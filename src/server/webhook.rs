/// Webhook handler implementation
use axum::{Json, http::StatusCode, response::IntoResponse};
use serde::Deserialize;
use std::sync::Arc;

use crate::notifications::WebhookManager;

/// Webhook payload
#[derive(Debug, Clone, Deserialize)]
pub struct WebhookPayload {
    /// Event type
    pub event: String,
    /// Event data
    pub data: serde_json::Value,
}

/// Webhook handler
pub struct WebhookHandler {
    /// Webhook manager
    #[allow(dead_code)]
    manager: Arc<WebhookManager>,
}

impl WebhookHandler {
    /// Create a new webhook handler
    pub fn new(manager: Arc<WebhookManager>) -> Self {
        Self { manager }
    }
}

/// Axum handler for incoming webhooks (e.g. from external systems triggering actions)
/// Note: This is different from the WebhookManager which sends notifications OUT
/// This handler receives requests to trigger actions in AcmeX
pub async fn webhook_handler(
    axum::extract::State(_handler): axum::extract::State<Arc<WebhookHandler>>,
    Json(payload): Json<WebhookPayload>,
) -> impl IntoResponse {
    tracing::info!("Received webhook event: {}", payload.event);

    // Process the webhook based on event type
    // This is a placeholder for actual logic
    // For example, "renew_certificate" event could trigger a renewal

    match payload.event.as_str() {
        "ping" => (StatusCode::OK, Json(serde_json::json!({"status": "pong"}))),
        _ => {
            tracing::warn!("Unknown webhook event: {}", payload.event);
            (
                StatusCode::BAD_REQUEST,
                Json(serde_json::json!({"error": "Unknown event type"})),
            )
        }
    }
}
//! 传输层 - HTTP 客户端、重试、速率限制、中间件

pub mod http_client;
pub mod middleware;
pub mod rate_limit;
pub mod retry;

pub use http_client::HttpClient;
pub use middleware::{Middleware, MiddlewareChain};
pub use rate_limit::RateLimiter;
pub use retry::{RetryPolicy, RetryStrategy};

**********

* REQUIRED ACTION
Search the entries above for "WebhookPayload". Return every line that has it.

* RESPONSE BOX
pub struct WebhookPayload {
    Json(payload): Json<WebhookPayload>,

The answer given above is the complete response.